Higher Education: Despite a recent Politico article highlighting the negative affects that the GOP tax plan might have on Higher Ed, the American university remains the 'envy of the world' according to a November article in the Boston Globe, with over 500 billion dollars in endowments. While Higher Education teaches students how to achieve material success in life, the vast wealth of Torah study teaches us why we are here and how to find meaning in life. From Jewish law to history to Chassidic philosophy, there's something for everyone. Adding a daily dose of Torah study to your life is sure to be something you'll really enjoy. 

Financial Sector: Banking profits are near their 2007 highs, and in June all 34 banks in the Federal Reserve's annual stress tests passed - the first time that's happened since the exercises began in 2009. That said, accurate predictability is never possible - what's here today can be gone tomorrow. Charitable giving, or Tzedakah, is a segment of this volatile sector with steady returns no matter the market. Whether it's a dollar bill to a homeless man, donating to a charity in Israel or to your synagogue, or bringing toys to hospitalized children, giving Tzedakah is our way of acknowledging that what we have comes from God. It's an investment that no one can ever take away.

Publishing: Amazon started out as an online bookseller in 1994. Since then it has remade the world of shopping, from books to tomatoes. Yet there will always be something special about reading a book in your hand - even Amazon itself now operates 13 brick and mortar bookstores, with plans for more. Having Torah books on the shelf at home are sure to add a positive vibe to the living room. In addition to reminding us of the importance of Torah study, having a home filled with Torah books and Jewish literature are sure to set a positive tone.

Food industry: Traditional food companies such as Kraft, Nestle and General Mills are busy removing salt, sodium and added sugars from their foods. Consumers now want to know what a food company stands for and what is and is not in the products it sells. Another critical element of this industry is kosher.
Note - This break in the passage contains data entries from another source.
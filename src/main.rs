//! Quiz Duel - command-line driver
//!
//! Validates quiz files and replays scripted duels.

#![warn(missing_docs)]

mod cli;

use anyhow::Result;
use chrono::{DateTime, Utc};
use clap::Parser;
use cli::{Cli, Command};
use quiz_duel::{ManualClock, QuizConfig, ReplayScript, SessionManager};
use std::path::Path;
use std::sync::Arc;
use tracing::{info, instrument, warn};
use tracing_subscriber::EnvFilter;

fn main() -> Result<()> {
    // Load .env file
    dotenvy::dotenv().ok();

    tracing_subscriber::fmt()
        .with_env_filter(
            EnvFilter::try_from_default_env().unwrap_or_else(|_| EnvFilter::new("info")),
        )
        .with_writer(std::io::stderr)
        .init();

    let cli = Cli::parse();

    match cli.command {
        Command::Check { quiz, players } => run_check(&quiz, &players),
        Command::Replay {
            quiz,
            script,
            players,
            json,
        } => run_replay(&quiz, &script, &players, json),
    }
}

/// Load and resolve a quiz, then print a summary
#[instrument(skip(quiz), fields(quiz = %quiz.display()))]
fn run_check(quiz: &Path, players: &[String]) -> Result<()> {
    let settings = QuizConfig::from_file(quiz)?.resolve(players)?;

    println!("Quiz OK");
    println!(
        "  players: {}",
        settings
            .players()
            .iter()
            .map(|p| p.as_str())
            .collect::<Vec<_>>()
            .join(", ")
    );
    println!(
        "  capture window: {}s, answer window: {}s",
        settings.time_limits().capture().as_secs(),
        settings.time_limits().answer().as_secs()
    );
    for round in settings.rounds() {
        let points: u64 = round.questions().iter().map(|q| u64::from(*q.points())).sum();
        println!(
            "  round {}: {} questions, {} points",
            round.id(),
            round.questions().len(),
            points
        );
    }
    Ok(())
}

/// Run a scripted duel and print its event log and final scores
#[instrument(skip_all, fields(quiz = %quiz.display(), script = %script.display()))]
fn run_replay(quiz: &Path, script: &Path, players: &[String], json: bool) -> Result<()> {
    let settings = QuizConfig::from_file(quiz)?.resolve(players)?;
    let script = ReplayScript::from_file(script)?;

    let start = DateTime::<Utc>::UNIX_EPOCH;
    let clock = Arc::new(ManualClock::new(start));
    let manager = SessionManager::with_clock(clock.clone());
    let session_id = manager.create_session(settings);

    for step in script.timed_actions(start) {
        clock.set(step.at);
        match manager.apply(session_id, step.action.clone()) {
            Ok(outcome) => info!(
                action = %step.action,
                phase = %outcome.state().phase(),
                events = outcome.events().len(),
                "Step applied"
            ),
            Err(e) => warn!(action = %step.action, error = %e, "Step rejected"),
        }
    }

    let state = manager.state(session_id)?;
    let events = manager.events(session_id)?;
    let scores = manager.scores(session_id)?;

    if json {
        let report = serde_json::json!({
            "phase": state.phase(),
            "version": state.version(),
            "events": events,
            "scores": scores,
        });
        println!("{}", serde_json::to_string_pretty(&report)?);
    } else {
        for record in &events {
            println!(
                "v{:<3} {:<22} {}",
                record.version(),
                record.event().kind(),
                serde_json::to_string(record.event())?
            );
        }
        println!("Final phase: {}", state.phase());
        for (player, score) in &scores {
            println!("  {}: {}", player, score);
        }
    }
    Ok(())
}
//! Phase/field agreement: optional fields are present exactly when the phase says so.

use super::super::phase::Phase;
use super::{Invariant, SessionView};

/// Invariant: the phase determines which optional fields are set.
///
/// - an active player exists in every phase except `AwaitingFirstPlayer`
/// - a question is open only in `AwaitingCapture` and `AwaitingAnswer`
/// - a capture deadline exists only in `AwaitingCapture`
/// - `captured_by` and the answer deadline exist only in `AwaitingAnswer`
pub struct PhaseFieldsInvariant;

impl<'a> Invariant<SessionView<'a>> for PhaseFieldsInvariant {
    fn holds(view: &SessionView<'a>) -> bool {
        let state = view.state;
        let phase = *state.phase();

        let active_ok = state.active_player().is_some() != (phase == Phase::AwaitingFirstPlayer);
        let question_ok = state.current_question().is_some() == phase.has_open_question();
        let capture_ok = state.capture_deadline().is_some() == (phase == Phase::AwaitingCapture);
        let answer_ok = state.captured_by().is_some() == (phase == Phase::AwaitingAnswer)
            && state.answer_deadline().is_some() == (phase == Phase::AwaitingAnswer);
        let attempts_ok = phase.has_open_question() || state.attempted_by().is_empty();

        active_ok && question_ok && capture_ok && answer_ok && attempts_ok
    }

    fn description() -> &'static str {
        "Optional fields agree with the current phase"
    }
}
While many think that food becomes kosher through a Rabbi's blessing or the like, kosher is really a group of dozens of food-related commandments in the Torah. Ranging from not mixing meat and milk, to only eating the meat of animals which have split hooves and chew cud, only eating fish with fins and scales, and many more, the food -related Mitzvahs comprising the kosher diet are God's method of ensuring that our bodies remain spiritually pure.
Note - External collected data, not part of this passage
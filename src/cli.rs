//! Command-line interface for quiz_duel.

use clap::{Parser, Subcommand};

/// Quiz Duel - buzzer-style quiz sessions
#[derive(Parser, Debug)]
#[command(name = "quiz_duel")]
#[command(about = "Validate quizzes and replay scripted duels", long_about = None)]
#[command(version)]
pub struct Cli {
    /// Subcommand to run
    #[command(subcommand)]
    pub command: Command,
}

/// Available commands
#[derive(Subcommand, Debug)]
pub enum Command {
    /// Load a quiz file, resolve it and print a summary
    Check {
        /// Path to the quiz TOML file
        quiz: std::path::PathBuf,

        /// Roster overriding the quiz's own (comma-separated)
        #[arg(short, long, value_delimiter = ',')]
        players: Vec<String>,
    },

    /// Replay a scripted duel against a manual clock
    Replay {
        /// Path to the quiz TOML file
        quiz: std::path::PathBuf,

        /// Path to the script TOML file
        script: std::path::PathBuf,

        /// Roster overriding the quiz's own (comma-separated)
        #[arg(short, long, value_delimiter = ',')]
        players: Vec<String>,

        /// Print the event log and scores as JSON
        #[arg(long)]
        json: bool,
    },
}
Social Media: When Mark Zuckerberg founded Facebook in 2004, I don't think even he imagined the whirlwind of social change it would bring. From the Arab Spring in 2011 to the smartphones of over one billion users, social media has connected us in ways hitherto unfathomable. Yet as we become closer, it is this very technology that keeps many of us apart. Smartphones appear at the dinner table and Whatsapp replaces face to face conversations. A 2015 article by the BBC writes that the average child sends 6 and 1/2 hours in front of a screen each day - and that was 2015. The most fundamental Mitzvah of all 613 is loving your fellow as you love yourself - and not only on Facebook. Engage with people, smile, share, go for coffee, forgive mistakes, and simply connect in a real way. We're all much more similar than we are different.

That's my take on investing this year, what's yours?